上京城中兵权,皆在兀术手中,莫说三百人的装备,便是上了十来支长枪在上京城中出没,也须在兀术手中报备,倘若宇文虚中不是与兀术作对,便要三百带甲兵马也不难。但眼下宇文虚中竟然要从晋城商号处购买兵器,则上京之乱可想而知。
“金国礼部尚书、翰林学士承旨,河内郡开国公,这宇文虚中位极人臣,号为国师,朝中南北面官制,多出于宇文虚中和韩昉之手,他与兀术作对有何好处?若要除兀术,为何不与完颜亶相商,却要私购兵器?”洪皓口中喃喃,在书房内来回踱个不休。

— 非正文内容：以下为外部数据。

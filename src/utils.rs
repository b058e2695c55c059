use crate::Result;
use anyhow::Context;
use serde::de::DeserializeOwned;
use std::io::ErrorKind;
use std::path::{Path, PathBuf};

/// Write a file.
pub(crate) async fn write(path: impl AsRef<Path>, contents: impl AsRef<[u8]>) -> Result<()> {
    let path = path.as_ref();
    tokio::fs::write(path, contents)
        .await
        .context(format!("Unable to write to {}", path.to_string_lossy()))
}

/// Read a file to a `String`.
pub async fn read(path: &Path) -> Result<String> {
    tokio::fs::read_to_string(path)
        .await
        .with_context(|| format!("Failed to read file at {}", path.display()))
}

/// Read a file to a `String`, returning `None` if the file does not exist.
pub(crate) async fn read_if_exists(path: &Path) -> Result<Option<String>> {
    match tokio::fs::read_to_string(path).await {
        Ok(content) => Ok(Some(content)),
        Err(e) if e.kind() == ErrorKind::NotFound => Ok(None),
        Err(e) => Err(e).with_context(|| format!("Failed to read file at {}", path.display())),
    }
}

/// Deserialize a JSON file into type `T`.
pub async fn deserialize<T>(path: &Path) -> Result<T>
where
    T: DeserializeOwned,
{
    let content = read(path).await?;
    serde_json::from_str(&content)
        .with_context(|| format!("Failed to parse JSON file at {}", path.display()))
}

/// Basically move a file. Renames `from` -> `to`.
pub async fn rename(from: impl AsRef<Path>, to: impl AsRef<Path>) -> Result<()> {
    tokio::fs::rename(from.as_ref(), to.as_ref())
        .await
        .with_context(|| {
            format!(
                "Unable to move file from '{}' to '{}'",
                from.as_ref().to_string_lossy(),
                to.as_ref().to_string_lossy()
            )
        })
}

/// Create a directory and any missing parents.
pub(crate) async fn make_dir(p: &Path) -> Result<()> {
    tokio::fs::create_dir_all(p)
        .await
        .with_context(|| format!("Unable to create directory at {}", p.to_string_lossy()))
}

/// Resolve `p` to an absolute path without symlinks. The path must exist.
pub(crate) async fn canonicalize(p: &Path) -> Result<PathBuf> {
    tokio::fs::canonicalize(p)
        .await
        .with_context(|| format!("Unable to canonicalize the path {}", p.to_string_lossy()))
}
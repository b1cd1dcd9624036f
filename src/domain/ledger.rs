use serde::{Deserialize, Serialize};

use super::{Cents, CustomerId, LedgerTransaction};

/// Balance implied by a transaction history: the signed sum of confirmed
/// transactions. Pending ones do not count.
pub fn ledger_balance(transactions: &[LedgerTransaction]) -> Cents {
    transactions
        .iter()
        .filter(|t| t.is_confirmed())
        .map(LedgerTransaction::signed_amount)
        .sum()
}

/// Stored balance of one account checked against its ledger.
#[derive(Debug, Clone, PartialEq, Eq, Serialize, Deserialize)]
pub struct AccountIntegrity {
    pub customer_id: CustomerId,
    pub name: String,
    pub stored_balance: Cents,
    pub ledger_balance: Cents,
    pub pending_count: i64,
}

impl AccountIntegrity {
    pub fn is_consistent(&self) -> bool {
        self.stored_balance == self.ledger_balance
    }

    pub fn drift(&self) -> Cents {
        self.stored_balance - self.ledger_balance
    }
}

#[derive(Debug, Clone, Serialize, Deserialize)]
pub struct IntegrityReport {
    pub accounts: Vec<AccountIntegrity>,
    pub transaction_count: i64,
    /// Confirmed transactions without a balance snapshot
    pub missing_snapshots: i64,
    /// Transactions with a zero or negative amount
    pub invalid_amounts: i64,
}

impl IntegrityReport {
    pub fn drifted(&self) -> impl Iterator<Item = &AccountIntegrity> {
        self.accounts.iter().filter(|a| !a.is_consistent())
    }

    pub fn pending_count(&self) -> i64 {
        self.accounts.iter().map(|a| a.pending_count).sum()
    }

    pub fn is_ok(&self) -> bool {
        self.drifted().next().is_none() && self.missing_snapshots == 0 && self.invalid_amounts == 0
    }
}

#[cfg(test)]
mod tests {
    use chrono::Utc;
    use uuid::Uuid;

    use super::*;
    use crate::domain::TransactionKind;

    fn confirmed(customer: CustomerId, kind: TransactionKind, amount: Cents) -> LedgerTransaction {
        LedgerTransaction::new(customer, kind, amount, Utc::now()).confirmed(0)
    }

    #[test]
    fn test_ledger_balance_empty() {
        assert_eq!(ledger_balance(&[]), 0);
    }

    #[test]
    fn test_ledger_balance_mixed_kinds() {
        let customer = Uuid::new_v4();
        let transactions = vec![
            confirmed(customer, TransactionKind::Recharge, 50000),
            confirmed(customer, TransactionKind::DeliveryCharge, 7650),
            confirmed(customer, TransactionKind::AdjustmentCharge, 7150),
            confirmed(customer, TransactionKind::AdjustmentRefund, 400),
            confirmed(customer, TransactionKind::Refund, 5250),
        ];
        assert_eq!(ledger_balance(&transactions), 50000 - 7650 - 7150 + 400 + 5250);
    }

    #[test]
    fn test_pending_transactions_do_not_count() {
        let customer = Uuid::new_v4();
        let transactions = vec![
            confirmed(customer, TransactionKind::Recharge, 10000),
            LedgerTransaction::new(customer, TransactionKind::Recharge, 90000, Utc::now()),
        ];
        assert_eq!(ledger_balance(&transactions), 10000);
    }

    #[test]
    fn test_integrity_report() {
        let good = AccountIntegrity {
            customer_id: Uuid::new_v4(),
            name: "Asha".into(),
            stored_balance: 100,
            ledger_balance: 100,
            pending_count: 1,
        };
        let bad = AccountIntegrity {
            stored_balance: 250,
            name: "Ravi".into(),
            ..good.clone()
        };
        assert_eq!(bad.drift(), 150);

        let report = IntegrityReport {
            accounts: vec![good.clone()],
            transaction_count: 3,
            missing_snapshots: 0,
            invalid_amounts: 0,
        };
        assert!(report.is_ok());
        assert_eq!(report.pending_count(), 1);

        let report = IntegrityReport {
            accounts: vec![good, bad],
            ..report
        };
        assert!(!report.is_ok());
        assert_eq!(report.drifted().count(), 1);
    }
}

杨再兴拾起书函,仔细阅读,见其中有“处非常之地,谋非常之策,行非常之事,固须与非常之人谋之。将军龙镶虎步,占中原腹心之地,而通商南北,诚乃非常之人矣,若于上京有所期,曷如行此计哉?”
一边读,一边心中狐疑,随口问道:“先生,此函并无宇文虚中落款押印,如何知是宇文虚中手书?这字体大宋国中能够写的不下万人,如何便是宇文虚中文字?”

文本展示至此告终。